The G-20 summit meeting that was held in Cannes November 3-4, 2011, had a touch of drama. This meeting, like all others of this caliber, was prepared well in advance with a well-defined agenda. But the euro-crisis interfered and a good part of the agenda was supplanted by the problem of Greece's sudden announcement on the summit's eve of a planned referendum on the question of whether or not it should stay in the Euro zone. Taken by surprise, "le couple Merkozy" (Merkel and Sarkozy) fiercely attacked Greek Prime Minister Papandreou for highjacking the G-20, and within days the referendum was dropped. Nevertheless, the acute difficulties of the eurozone took center stage and led the foreign leaders to conclude that "Europe must get its house in order" before any consideration can be given to financial assistance. This item, as well as the financial transactions tax proposed by Sarkozy, were deferred to next February -- a rather disappointing result for president Sarkozy who chaired this summit meeting and is facing re-election in 2012.

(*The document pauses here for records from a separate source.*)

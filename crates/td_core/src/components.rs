//! Component definitions.
//!
//! Components are pure data with a little bookkeeping behaviour. All game
//! entities are composed of these components; the systems in
//! [`pathfinding`](crate::pathfinding), [`movement`](crate::movement),
//! [`combat`](crate::combat), [`lifecycle`](crate::lifecycle) and
//! [`waves`](crate::waves) operate on them.

use std::collections::VecDeque;

use serde::{Deserialize, Serialize};

use crate::clock::SimTime;
use crate::error::{GameError, Result};
use crate::grid::TileCoord;
use crate::math::{fixed_serde, Fixed, Vec2Fixed};

/// Unique identifier for entities.
///
/// Ids are handed out in increasing order, so comparing ids compares
/// creation order.
pub type EntityId = u64;

// ============================================================================
// Identity
// ============================================================================

/// Side of the conflict an entity fights for.
#[derive(Debug, Clone, Copy, PartialEq, Eq, Hash, Serialize, Deserialize)]
pub enum Team {
    /// The waves.
    Attackers,
    /// The player's base.
    Defenders,
}

impl Team {
    /// Two entities are hostile when they belong to different teams.
    #[must_use]
    pub fn is_hostile_to(self, other: Self) -> bool {
        self != other
    }
}

/// Enemy archetypes, weakest first.
#[derive(Debug, Clone, Copy, PartialEq, Eq, Hash, PartialOrd, Ord, Serialize, Deserialize)]
pub enum EnemyKind {
    /// Cheap, weak melee unit. The only type in early rounds.
    Grunt,
    /// Fast skirmisher.
    Raider,
    /// Slow, heavily armoured siege unit.
    Brute,
}

impl EnemyKind {
    /// All kinds, weakest first.
    pub const ALL: [Self; 3] = [Self::Grunt, Self::Raider, Self::Brute];
}

/// Closed category of every entity the simulation knows about.
#[derive(Debug, Clone, Copy, PartialEq, Eq, Hash, Serialize, Deserialize)]
pub enum UnitKind {
    /// A wave unit. Carries the "is-enemy" marker.
    Enemy(EnemyKind),
    /// The defenders' base.
    Headquarters,
    /// An attacking structure.
    Tower,
    /// A passive fortification.
    Wall,
}

impl UnitKind {
    /// Returns true for wave units.
    #[must_use]
    pub const fn is_enemy(self) -> bool {
        matches!(self, Self::Enemy(_))
    }

    /// Returns true for static structures.
    #[must_use]
    pub const fn is_structure(self) -> bool {
        matches!(self, Self::Headquarters | Self::Tower | Self::Wall)
    }
}

/// What a unit seeks when it has no explicit target.
#[derive(Debug, Clone, Copy, PartialEq, Eq, Hash, Default, Serialize, Deserialize)]
pub enum TargetPreference {
    /// March on the defenders' headquarters.
    #[default]
    Headquarters,
    /// Go for whichever structure is closest.
    AnyStructure,
    /// Hunt wave units.
    Enemies,
}

impl TargetPreference {
    /// Lookup table deciding which unit kinds satisfy this preference.
    #[must_use]
    pub const fn accepts(self, kind: UnitKind) -> bool {
        match (self, kind) {
            (Self::Headquarters, UnitKind::Headquarters) => true,
            (Self::Headquarters, _) => false,
            (Self::AnyStructure, UnitKind::Headquarters | UnitKind::Tower | UnitKind::Wall) => true,
            (Self::AnyStructure, UnitKind::Enemy(_)) => false,
            (Self::Enemies, UnitKind::Enemy(_)) => true,
            (Self::Enemies, _) => false,
        }
    }
}

// ============================================================================
// Spatial
// ============================================================================

/// Position component in world space.
#[derive(Debug, Clone, Copy, PartialEq, Eq, Serialize, Deserialize)]
pub struct Position {
    /// Current world position.
    pub value: Vec2Fixed,
    /// Position before the last integration step.
    pub previous: Vec2Fixed,
    /// Unit vector the entity is facing.
    pub facing: Vec2Fixed,
}

impl Position {
    /// Create a position at rest, facing +X.
    #[must_use]
    pub const fn new(value: Vec2Fixed) -> Self {
        Self {
            value,
            previous: value,
            facing: Vec2Fixed::new(Fixed::ONE, Fixed::ZERO),
        }
    }

    /// Move instantly, without leaving a displacement behind.
    pub fn teleport(&mut self, value: Vec2Fixed) {
        self.value = value;
        self.previous = value;
    }
}

/// Velocity component for moving entities.
///
/// `desired` is authored by path following and blockage; `actual` is only
/// ever written by the steering step.
#[derive(Debug, Clone, Copy, PartialEq, Eq, Default, Serialize, Deserialize)]
pub struct Velocity {
    /// Intended velocity (units per second).
    pub desired: Vec2Fixed,
    /// Velocity after collision avoidance (units per second).
    pub actual: Vec2Fixed,
}

impl Velocity {
    /// Zero velocity (stationary).
    pub const ZERO: Self = Self {
        desired: Vec2Fixed::ZERO,
        actual: Vec2Fixed::ZERO,
    };

    /// Check if the entity is effectively stationary.
    #[must_use]
    pub fn is_stationary(&self, epsilon: Fixed) -> bool {
        self.actual.is_negligible(epsilon)
    }
}

/// Movement component for mobile units.
#[derive(Debug, Clone, Copy, PartialEq, Eq, Serialize, Deserialize)]
pub struct Movement {
    /// Cruise speed in units per second.
    #[serde(with = "fixed_serde")]
    pub speed: Fixed,
    /// Upper bound after steering, in units per second.
    #[serde(with = "fixed_serde")]
    pub max_speed: Fixed,
}

/// Tiles covered by a static structure.
#[derive(Debug, Clone, PartialEq, Eq, Serialize, Deserialize)]
pub struct Footprint {
    /// Covered tiles, row-major.
    pub tiles: Vec<TileCoord>,
}

impl Footprint {
    /// Create a footprint from its tiles.
    #[must_use]
    pub fn new(tiles: Vec<TileCoord>) -> Self {
        Self { tiles }
    }
}

// ============================================================================
// Navigation
// ============================================================================

/// Route-following state of a mobile unit.
#[derive(Debug, Clone, PartialEq, Eq, Default, Serialize, Deserialize)]
pub struct PathState {
    /// Tile the current route leads to.
    pub destination: Option<TileCoord>,
    /// Entity the route is chasing, if any.
    pub target: Option<EntityId>,
    /// Remaining route, next step first. Never contains the tile the unit
    /// stood on when the route was planned.
    pub waypoints: VecDeque<TileCoord>,
    /// Forces a fresh search on the next pathfinding pass.
    pub needs_repath: bool,
    /// Set once the last waypoint has been consumed.
    pub path_completed: bool,
    /// Set while a hostile structure sits on the next waypoint.
    pub blocked_by_entity: bool,
    /// The structure currently blocking the route.
    pub blocker: Option<EntityId>,
    /// Grid revision the current route was planned against.
    pub planned_revision: u64,
}

impl PathState {
    /// A fresh unit with no route, asking to be planned.
    #[must_use]
    pub fn new() -> Self {
        Self {
            needs_repath: true,
            ..Self::default()
        }
    }

    /// Next step of the route.
    #[must_use]
    pub fn next_waypoint(&self) -> Option<TileCoord> {
        self.waypoints.front().copied()
    }

    /// Drop the current goal and ask for a new one.
    pub fn invalidate(&mut self) {
        self.destination = None;
        self.target = None;
        self.waypoints.clear();
        self.needs_repath = true;
        self.path_completed = false;
    }

    /// Install a freshly planned route.
    pub fn assign(&mut self, destination: TileCoord, route: Vec<TileCoord>, revision: u64) {
        self.destination = Some(destination);
        self.waypoints = route.into();
        self.needs_repath = false;
        self.path_completed = false;
        self.planned_revision = revision;
    }

    /// Clear any recorded blockage.
    pub fn clear_blockage(&mut self) {
        self.blocked_by_entity = false;
        self.blocker = None;
    }
}

// ============================================================================
// Combat
// ============================================================================

/// Attack statistics.
#[derive(Debug, Clone, Copy, PartialEq, Eq, Serialize, Deserialize)]
pub struct AttackStats {
    /// Health removed per hit.
    pub damage: u32,
    /// Reach in world units, inclusive.
    #[serde(with = "fixed_serde")]
    pub range: Fixed,
    /// Time between hits, in simulated milliseconds.
    pub interval_ms: u64,
}

impl AttackStats {
    /// Create validated attack stats.
    ///
    /// # Errors
    ///
    /// Returns [`GameError::NonPositiveRange`] if `range <= 0`.
    pub fn new(damage: u32, range: Fixed, interval_ms: u64) -> Result<Self> {
        if range <= Fixed::ZERO {
            return Err(GameError::NonPositiveRange(range));
        }
        Ok(Self {
            damage,
            range,
            interval_ms,
        })
    }
}

/// How an attacker picks whom to hit.
#[derive(Debug, Clone, Copy, PartialEq, Eq, Serialize, Deserialize)]
pub enum Targeting {
    /// Re-derives its target every tick from path state.
    Mobile,
    /// Keeps its target until it dies or leaves range.
    Sticky {
        /// Target held across ticks.
        current: Option<EntityId>,
    },
}

/// Anything that can attack.
#[derive(Debug, Clone, Copy, PartialEq, Eq, Serialize, Deserialize)]
pub struct Combatant {
    /// Damage, range and interval.
    pub stats: AttackStats,
    /// Target-acquisition policy.
    pub targeting: Targeting,
}

impl Combatant {
    /// A unit that fights while standing still.
    #[must_use]
    pub const fn mobile(stats: AttackStats) -> Self {
        Self {
            stats,
            targeting: Targeting::Mobile,
        }
    }

    /// A tower with sticky targeting.
    #[must_use]
    pub const fn tower(stats: AttackStats) -> Self {
        Self {
            stats,
            targeting: Targeting::Sticky { current: None },
        }
    }
}

/// Forbids attacking until the duration has elapsed.
#[derive(Debug, Clone, Copy, PartialEq, Eq, Serialize, Deserialize)]
pub struct Cooldown {
    /// When the attack that started this cooldown landed.
    pub started_at: SimTime,
    /// Length in simulated milliseconds.
    pub duration_ms: u64,
}

impl Cooldown {
    /// Returns true once `now >= started_at + duration`.
    #[must_use]
    pub fn has_elapsed(&self, now: SimTime) -> bool {
        now.as_millis() >= self.started_at.as_millis().saturating_add(self.duration_ms)
    }
}

// ============================================================================
// Health
// ============================================================================

/// Health component for damageable entities.
#[derive(Debug, Clone, Copy, PartialEq, Eq, Serialize, Deserialize)]
pub struct Health {
    /// Current health points. Never increases.
    pub current: u32,
    /// Maximum health points.
    pub max: u32,
    /// Flipped exactly once, by the lifecycle system.
    pub is_dead: bool,
}

impl Health {
    /// Create new health component at full health.
    ///
    /// # Errors
    ///
    /// Returns [`GameError::InvalidMaxHealth`] if `max` is zero.
    pub fn new(max: u32, owner: &str) -> Result<Self> {
        if max == 0 {
            return Err(GameError::InvalidMaxHealth(owner.to_string()));
        }
        Ok(Self {
            current: max,
            max,
            is_dead: false,
        })
    }

    /// Check whether health has run out.
    #[must_use]
    pub const fn is_depleted(&self) -> bool {
        self.current == 0
    }

    /// Alive and not yet flagged as dying.
    #[must_use]
    pub const fn is_alive(&self) -> bool {
        !self.is_dead && self.current > 0
    }

    /// Apply damage, returning actual damage dealt.
    /// Uses saturating subtraction to prevent underflow.
    pub fn apply_damage(&mut self, amount: u32) -> u32 {
        let actual = amount.min(self.current);
        self.current -= actual;
        actual
    }
}

/// Countdown before a dying entity is deleted.
#[derive(Debug, Clone, Copy, PartialEq, Eq, Serialize, Deserialize)]
pub struct RemovalTimer {
    /// Simulated milliseconds left.
    pub remaining_ms: i64,
}

/// Coarse lifecycle stage, derived from [`Health`] and [`RemovalTimer`].
#[derive(Debug, Clone, Copy, PartialEq, Eq, Hash, Serialize, Deserialize)]
pub enum LifeState {
    /// Fighting.
    Alive,
    /// Playing its death animation, waiting for removal.
    Dying,
    /// Deleted from the simulation.
    Removed,
}

// ============================================================================
// Presentation cues
// ============================================================================

/// Animation categories the presentation layer knows how to play.
#[derive(Debug, Clone, Copy, PartialEq, Eq, Hash, Serialize, Deserialize)]
pub enum CueCategory {
    /// A single attack swing or shot.
    Attack,
    /// The death animation.
    Death,
}

/// One entry of a unit's append-only animation queue.
#[derive(Debug, Clone, Copy, PartialEq, Eq, Serialize, Deserialize)]
pub struct AnimationCue {
    /// What to play.
    pub category: CueCategory,
    /// How long to play it, in simulated milliseconds.
    pub duration_ms: u64,
    /// Whether the animation repeats until replaced.
    pub looping: bool,
}

#[cfg(test)]
mod tests {
    use super::*;

    #[test]
    fn test_hostility() {
        assert!(Team::Attackers.is_hostile_to(Team::Defenders));
        assert!(!Team::Defenders.is_hostile_to(Team::Defenders));
    }

    #[test]
    fn test_target_preference_lookup() {
        let grunt = UnitKind::Enemy(EnemyKind::Grunt);
        assert!(TargetPreference::Headquarters.accepts(UnitKind::Headquarters));
        assert!(!TargetPreference::Headquarters.accepts(UnitKind::Tower));
        assert!(TargetPreference::AnyStructure.accepts(UnitKind::Wall));
        assert!(!TargetPreference::AnyStructure.accepts(grunt));
        assert!(TargetPreference::Enemies.accepts(grunt));
        assert!(!TargetPreference::Enemies.accepts(UnitKind::Headquarters));
    }

    #[test]
    fn test_zero_max_health_is_rejected() {
        assert_eq!(
            Health::new(0, "grunt"),
            Err(GameError::InvalidMaxHealth("grunt".into()))
        );
    }

    #[test]
    fn test_health_never_underflows() {
        let mut health = Health::new(10, "wall").unwrap();
        assert_eq!(health.apply_damage(4), 4);
        assert_eq!(health.apply_damage(100), 6);
        assert!(health.is_depleted());
        assert!(!health.is_alive());
    }

    #[test]
    fn test_non_positive_range_is_rejected() {
        assert!(AttackStats::new(5, Fixed::ZERO, 1000).is_err());
        assert!(AttackStats::new(5, Fixed::from_num(-1), 1000).is_err());
        assert!(AttackStats::new(5, Fixed::from_num(2), 1000).is_ok());
    }

    #[test]
    fn test_cooldown_boundary() {
        let cooldown = Cooldown {
            started_at: SimTime::from_millis(1_000),
            duration_ms: 500,
        };
        assert!(!cooldown.has_elapsed(SimTime::from_millis(1_499)));
        assert!(cooldown.has_elapsed(SimTime::from_millis(1_500)));
    }

    #[test]
    fn test_path_state_invalidate() {
        let mut path = PathState::new();
        path.assign(TileCoord::new(3, 3), vec![TileCoord::new(1, 0)], 0);
        path.target = Some(7);
        assert!(!path.needs_repath);

        path.invalidate();
        assert!(path.needs_repath);
        assert_eq!(path.target, None);
        assert_eq!(path.destination, None);
        assert!(path.waypoints.is_empty());
    }
}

As if the Greek problem were not enough, shortly after the Cannes summit a new convulsion shook the eurozone, this time coming from Italy where Silvio Berlusconi finally ran out of tricks to hang on to power and lost a vote of confidence in Parliament that led to his resignation. The street received this news with a spontaneous explosion of joy and I am left with the indelible image of a full-throated choir outside the Parliament building singing Haendel's Halleluyah as the black limousine with a somber-faced Berlusconi drove away into the night, pushing through a furious crowd holding aloft signs of
Ladrone! and Buffone!
Next - bunga-bunga parties with pal
Putin in their adjoining estates in Sardinia?
Festival Image de Ville (*)
From 11-15 November 2011, Aix-en-Provence held its annual Festival Image de Ville which features architecture in one form or another in the presence of a "star architect." This year the subject was "La Rue" and what it represents in today's city, and the big architect was Christian de Portzamparc, noted urbanist and the first Frenchman to win the prestigious Pritzker prize (1994). Among his best-known projects are the Cité de la Musique in Paris, the Luxemburg Philharmonic Hall, the LVMH Tower in NYC, the new city of Almere in Holland, the Cidade de Musica in Rio de Janeiro. During four days of conferences and debates no less than 75 films (documentaries, shorts and full-length commercial films) were shown, all of which had a connection to The Street. The selection was wide and varied, including the recent Le Havre by Finnish filmmaker Aki Kaurismäki (2011), M by Fritz Lang (1931), La Zona by Mexican Rodrigo Piá (2007) and West Side Story by Robert Wise and Jerome Robbins (1961). Seeing and hearing West Side Story again made me a little "homesick" - so unmistakably American, from the vibrant score by Leonard Bernstein to the fabulous dances on Manhattan's streets - no-one else could have made this movie.
|Philharmonic Hall, Luxemburg|
Strauss-Kahn deeper and deeper in merde
The DSK saga continues. As his future darkens under new sex allegations in the Carlton Hotel prostitution scandal that is currently being investigated in France, DSK is on the defensive again. Several French newspapers, reporting on DSK's alleged links to the Carlton Affair, have now added speculation over his marriage to wife Anne Sinclair. When the Carlton stories first surfaced, Strauss-Kahn immediately asked to be heard by investigators in order to put a stop to the damaging rumors and clear his name. To date he has not been heard, but suspicions are growing that the rumors were not unfounded. Even though prostitution is legal in France, the question of who paid for these services is at the heart of the matter and could result in charges against DSK, which would certainly be used in the civil case against him in New York.
Recent rumors of an impending divorce have been countered by DSK and his wife filing a lawsuit for invasion of privacy and complaints of "base voyeurism" and media lynching in the absence of any formal charges against him. Who could have imagined this turnaround for a man who mere months ago was the well-respected head of the IMF and the likely next president of France? Used to being surrounded by admirers and sycophants, today he cuts a lonely figure on his way to oblivion.